Il taglia idonei sta creando molte polemiche e contrasti soprattutto per quanto riguarda le graduatorie definitive che a breve dovrebbero essere pubblicate e riguardanti l’ultimo concorso Agenzia delle Entrate svolto. Cosa prevede?

Chi sono gli idonei e come funziona il taglia idonei

Cos’è il taglia idonei? Le norme sui concorsi pubblici prevedevano che terminate le prove, fossero stilate le graduatorie di merito con la lista di coloro che avevano superato le prove. Le assunzioni naturalmente riguardavano solo coloro che erano in posizione utile in base ai posti disponibili. Vi era però la possibilità, in caso di necessità, da parte dell’Amministrazione che aveva pubblicato il bando e per posizioni uguali anche da parte di altre amministrazioni di scorrere le graduatorie. Questo implicava per coloro che erano risultati idonei, cioè che avevano superato il concorso ma non erano in posizione utile di essere successivamente assunti.

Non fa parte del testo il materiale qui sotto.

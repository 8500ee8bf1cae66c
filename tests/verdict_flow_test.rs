//! End-to-end verdict flow: guardian verification through transactional
//! status transitions with their audit trail.

use std::collections::HashMap;
use std::sync::Arc;

use warden::adapters::guardians::{ModeGuardian, SmokeTestGuardian, CTX_MODE_ID, CTX_OPERATION};
use warden::adapters::sqlite::{
    create_migrated_test_pool, SqliteModePermissions, SqliteTaskRepository,
};
use warden::domain::models::{FlagSeverity, GuardianAssignment, Task, TaskState, VerdictStatus};
use warden::domain::ports::{verify_fail_closed, Guardian, VERIFICATION_ERROR_FLAG};
use warden::services::{AuditLevel, AuditWriter, VerdictConsumer};
use sqlx::SqlitePool;
use uuid::Uuid;

async fn seed_task(pool: &SqlitePool, status: TaskState) -> Uuid {
    let repo = SqliteTaskRepository::new(pool.clone());
    let task = Task::new("governed work");
    repo.create(&task).await.expect("failed to create task");
    sqlx::query("UPDATE tasks SET status = ? WHERE id = ?")
        .bind(status.as_str())
        .bind(task.id.to_string())
        .execute(pool)
        .await
        .expect("failed to seed status");
    task.id
}

#[tokio::test]
async fn test_pass_verdict_completes_flow_to_verified() {
    let pool = create_migrated_test_pool().await.unwrap();
    let task_id = seed_task(&pool, TaskState::Verifying).await;

    let guardian = SmokeTestGuardian;
    let assignment = GuardianAssignment::new(task_id, guardian.code(), "routine verification");
    let verdict = verify_fail_closed(&guardian, &assignment, &HashMap::new()).await;
    assert_eq!(verdict.status, VerdictStatus::Pass);

    let consumer = VerdictConsumer::new(pool.clone());
    let applied = consumer.apply_verdict(&verdict, true).await.unwrap();
    assert_eq!(applied.from, TaskState::Verifying);
    assert_eq!(applied.to, TaskState::Verified);

    let repo = SqliteTaskRepository::new(pool.clone());
    assert_eq!(repo.get_status(task_id).await.unwrap(), TaskState::Verified);

    // Exactly two audit rows, one per hop, both carrying the verdict id.
    let writer = AuditWriter::new(pool);
    let history = writer.events_for_task(task_id).await.unwrap();
    assert_eq!(history.len(), 2);
    assert!(history.iter().all(|r| r.verdict_id == Some(verdict.verdict_id)));
    assert_eq!(history[0].payload["to"], "guard_review");
    assert_eq!(history[1].payload["to"], "verified");
}

#[tokio::test]
async fn test_fail_verdict_blocks_running_task() {
    let pool = create_migrated_test_pool().await.unwrap();
    let task_id = seed_task(&pool, TaskState::Running).await;

    // Denied mode permission surfaces as a FAIL verdict.
    let oracle = Arc::new(SqliteModePermissions::new(pool.clone()));
    oracle.set_permission("restricted", "write_file", false).await.unwrap();

    let guardian = ModeGuardian::new(oracle);
    let assignment = GuardianAssignment::new(task_id, guardian.code(), "mode violation claimed");
    let mut context = HashMap::new();
    context.insert(CTX_MODE_ID.to_string(), serde_json::json!("restricted"));
    context.insert(CTX_OPERATION.to_string(), serde_json::json!("write_file"));

    let verdict = verify_fail_closed(&guardian, &assignment, &context).await;
    assert_eq!(verdict.status, VerdictStatus::Fail);

    let consumer = VerdictConsumer::new(pool.clone());
    let applied = consumer.apply_verdict(&verdict, false).await.unwrap();
    assert_eq!(applied.to, TaskState::Blocked);

    let writer = AuditWriter::new(pool);
    let history = writer.events_for_task(task_id).await.unwrap();
    assert_eq!(history.len(), 1);
    assert_eq!(history[0].level, AuditLevel::Warning);
}

#[tokio::test]
async fn test_guardian_error_fails_closed_into_block() {
    let pool = create_migrated_test_pool().await.unwrap();
    let task_id = seed_task(&pool, TaskState::Verifying).await;

    // Missing context keys make the mode guardian error out; fail-closed
    // conversion must still produce an applicable FAIL verdict.
    let oracle = Arc::new(SqliteModePermissions::new(pool.clone()));
    let guardian = ModeGuardian::new(oracle);
    let assignment = GuardianAssignment::new(task_id, guardian.code(), "broken context");

    let verdict = verify_fail_closed(&guardian, &assignment, &HashMap::new()).await;
    assert_eq!(verdict.status, VerdictStatus::Fail);
    assert!(verdict.has_flag(VERIFICATION_ERROR_FLAG));
    assert!(verdict
        .flags
        .iter()
        .any(|f| f.severity == FlagSeverity::Critical));

    let consumer = VerdictConsumer::new(pool.clone());
    let applied = consumer.apply_verdict(&verdict, false).await.unwrap();
    assert_eq!(applied.to, TaskState::Blocked);
}

#[tokio::test]
async fn test_audit_write_failure_rolls_back_status_update() {
    let pool = create_migrated_test_pool().await.unwrap();
    let task_id = seed_task(&pool, TaskState::Running).await;

    // Force the audit INSERT to fail after the status UPDATE has run inside
    // the same transaction: both changes must be discarded together.
    sqlx::query("DROP TABLE task_audits")
        .execute(&pool)
        .await
        .unwrap();

    let guardian = SmokeTestGuardian;
    let assignment = GuardianAssignment::new(task_id, guardian.code(), "doomed write");
    let mut verdict = verify_fail_closed(&guardian, &assignment, &HashMap::new()).await;
    verdict.status = VerdictStatus::Fail;

    let consumer = VerdictConsumer::new(pool.clone());
    assert!(consumer.apply_verdict(&verdict, false).await.is_err());

    let repo = SqliteTaskRepository::new(pool);
    assert_eq!(repo.get_status(task_id).await.unwrap(), TaskState::Running);
}

#[tokio::test]
async fn test_illegal_verdict_leaves_no_trace() {
    let pool = create_migrated_test_pool().await.unwrap();
    let task_id = seed_task(&pool, TaskState::Done).await;

    let guardian = SmokeTestGuardian;
    let assignment = GuardianAssignment::new(task_id, guardian.code(), "too late");
    let verdict = verify_fail_closed(&guardian, &assignment, &HashMap::new()).await;

    let consumer = VerdictConsumer::new(pool.clone());
    assert!(consumer.apply_verdict(&verdict, false).await.is_err());

    // Terminal state untouched, no audit rows written.
    let repo = SqliteTaskRepository::new(pool.clone());
    assert_eq!(repo.get_status(task_id).await.unwrap(), TaskState::Done);
    let writer = AuditWriter::new(pool);
    assert!(writer.events_for_task(task_id).await.unwrap().is_empty());
}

Per le amministrazioni vi erano dei vantaggi, cioè al bisogno vi era la possibilità di assumere senza ulteriori bandi e concorsi e quindi in tempi brevi e un risparmio economico visto che le procedure hanno un costo. L’idoneità risponde quindi alle esigenze di economicità, efficacia ed efficienza delle Pubbliche Amministrazioni richiesta dalla Costituzione.

Queste norme sono però state spazzate via, infatti, il taglia idonei prevede che i candidati alle selezioni pubbliche vengano considerati idonei se rientrano nel 20% dei posti messi a concorso, partendo da coloro che sono collocati in graduatoria dopo l’ultimo candidato vincitore.

Chi non rientra in tale 20% non può avvalersi dei vantaggi legati all’aver superato tutte le prove del concorso. La norma è stata introdotta inizialmente, nella sua prima versione, dal Decreto Legge 44/2023 e poi è stata modificata dal DL n. 75 del 22 giugno 2023 convertito nella legge 10 agosto 2023.

Concorsi esclusi dal taglia idonei

Il meccanismo taglia-idonei non si applica a tutte e procedure concorsuali, sono escluse:

  • procedure indette da Regioni, Province, Enti locali o da Enti o agenzie da questi controllati o partecipati in cui i posti disponibili non siano superiori a 20;
  • bandi indetti da comuni con meno di 3.000 abitanti;
  • procedure che prevedano assunzioni a tempo determinato.
  • Bandi per l’assunzione di personale sanitario, socio-sanitario, educativo e scolastico;
  • ricercatori e personale universitario e ISS.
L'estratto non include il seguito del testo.